use proc_macro::TokenStream;
use proc_macro2::TokenStream as TokenStream2;
use quote::quote;
use syn::{parse_macro_input, DeriveInput, Expr, ExprLit, ExprUnary, Lit, LitStr, UnOp};

/// Derives `DeclaredParams` for an operation type, generating its static
/// parameter table.
///
/// # Usage
///
/// ```ignore
/// #[derive(DeclaredParams)]
/// #[param(name = "id", required, kind = "integer")]
/// #[param(name = "limit", default = 25)]
/// struct GetUser;
/// ```
///
/// This will generate:
///
/// ```ignore
/// impl svc_command::DeclaredParams for GetUser {
///     const PARAMS: &'static [svc_command::ParamDescriptor] = &[
///         svc_command::ParamDescriptor { name: "id", required: true, default: None, kind: svc_command::ArgType::Integer },
///         svc_command::ParamDescriptor { name: "limit", required: false, default: Some(svc_command::StaticValue::Int(25)), kind: svc_command::ArgType::Any },
///     ];
/// }
/// ```
#[proc_macro_derive(DeclaredParams, attributes(param))]
pub fn derive_declared_params(input: TokenStream) -> TokenStream {
    let input = parse_macro_input!(input as DeriveInput);

    match expand(&input) {
        Ok(tokens) => TokenStream::from(tokens),
        Err(err) => TokenStream::from(err.to_compile_error()),
    }
}

fn expand(input: &DeriveInput) -> syn::Result<TokenStream2> {
    let type_name = &input.ident;
    let (impl_generics, ty_generics, where_clause) = input.generics.split_for_impl();

    let mut params = Vec::new();
    for attr in &input.attrs {
        if attr.path().is_ident("param") {
            let param = extract_param(attr)?;
            if params
                .iter()
                .any(|p: &ParamAttr| p.name.value() == param.name.value())
            {
                return Err(syn::Error::new(
                    param.name.span(),
                    format!("duplicate #[param] named '{}'", param.name.value()),
                ));
            }
            params.push(param);
        }
    }

    let entries = params.iter().map(ParamAttr::to_tokens);

    Ok(quote! {
        impl #impl_generics ::svc_command::DeclaredParams for #type_name #ty_generics #where_clause {
            const PARAMS: &'static [::svc_command::ParamDescriptor] = &[
                #(#entries),*
            ];
        }
    })
}

/// One parsed #[param(...)] attribute
struct ParamAttr {
    name: LitStr,
    required: bool,
    default: Option<TokenStream2>,
    kind: TokenStream2,
}

impl ParamAttr {
    fn to_tokens(&self) -> TokenStream2 {
        let name = &self.name;
        let required = self.required;
        let kind = &self.kind;
        let default = match &self.default {
            Some(value) => quote! { ::core::option::Option::Some(#value) },
            None => quote! { ::core::option::Option::None },
        };

        quote! {
            ::svc_command::ParamDescriptor {
                name: #name,
                required: #required,
                default: #default,
                kind: #kind,
            }
        }
    }
}

/// Parse #[param(name = "...", required, default = <lit>, kind = "...")]
fn extract_param(attr: &syn::Attribute) -> syn::Result<ParamAttr> {
    let mut name = None;
    let mut required = false;
    let mut default = None;
    let mut kind = quote! { ::svc_command::ArgType::Any };

    attr.parse_nested_meta(|meta| {
        if meta.path.is_ident("name") {
            name = Some(meta.value()?.parse::<LitStr>()?);
            Ok(())
        } else if meta.path.is_ident("required") {
            required = true;
            Ok(())
        } else if meta.path.is_ident("default") {
            let expr: Expr = meta.value()?.parse()?;
            default = Some(static_value(&expr)?);
            Ok(())
        } else if meta.path.is_ident("kind") {
            let lit: LitStr = meta.value()?.parse()?;
            kind = arg_type(&lit)?;
            Ok(())
        } else {
            Err(meta.error(
                "expected `name`, `required`, `default` or `kind`",
            ))
        }
    })?;

    let name = name.ok_or_else(|| syn::Error::new_spanned(attr, "missing `name = \"...\"`"))?;

    Ok(ParamAttr {
        name,
        required,
        default,
        kind,
    })
}

/// Map a literal default onto a `StaticValue` constructor
fn static_value(expr: &Expr) -> syn::Result<TokenStream2> {
    match expr {
        Expr::Lit(ExprLit { lit, .. }) => match lit {
            Lit::Str(s) => Ok(quote! { ::svc_command::StaticValue::Str(#s) }),
            Lit::Int(i) => Ok(quote! { ::svc_command::StaticValue::Int(#i) }),
            Lit::Float(f) => Ok(quote! { ::svc_command::StaticValue::Float(#f) }),
            Lit::Bool(b) => Ok(quote! { ::svc_command::StaticValue::Bool(#b) }),
            other => Err(syn::Error::new_spanned(
                other,
                "default must be a string, integer, float or bool literal",
            )),
        },
        Expr::Unary(ExprUnary {
            op: UnOp::Neg(_),
            expr: inner,
            ..
        }) => match inner.as_ref() {
            Expr::Lit(ExprLit {
                lit: Lit::Int(i), ..
            }) => Ok(quote! { ::svc_command::StaticValue::Int(-#i) }),
            Expr::Lit(ExprLit {
                lit: Lit::Float(f), ..
            }) => Ok(quote! { ::svc_command::StaticValue::Float(-#f) }),
            other => Err(syn::Error::new_spanned(other, "expected a numeric literal")),
        },
        other => Err(syn::Error::new_spanned(other, "default must be a literal")),
    }
}

fn arg_type(lit: &LitStr) -> syn::Result<TokenStream2> {
    let variant = match lit.value().as_str() {
        "any" => quote! { Any },
        "string" => quote! { String },
        "integer" => quote! { Integer },
        "number" => quote! { Number },
        "boolean" => quote! { Boolean },
        "array" => quote! { Array },
        "object" => quote! { Object },
        other => {
            return Err(syn::Error::new(
                lit.span(),
                format!("unknown kind '{}'", other),
            ));
        }
    };
    Ok(quote! { ::svc_command::ArgType::#variant })
}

▬▬▬▬▬▬▬▬▬▬

- [WORK INSTRUCTIONS]
Provide the count of lines in the data above containing "ExprLit", and nothing further.

- [RESULT FOR THIS EXERCISE]
4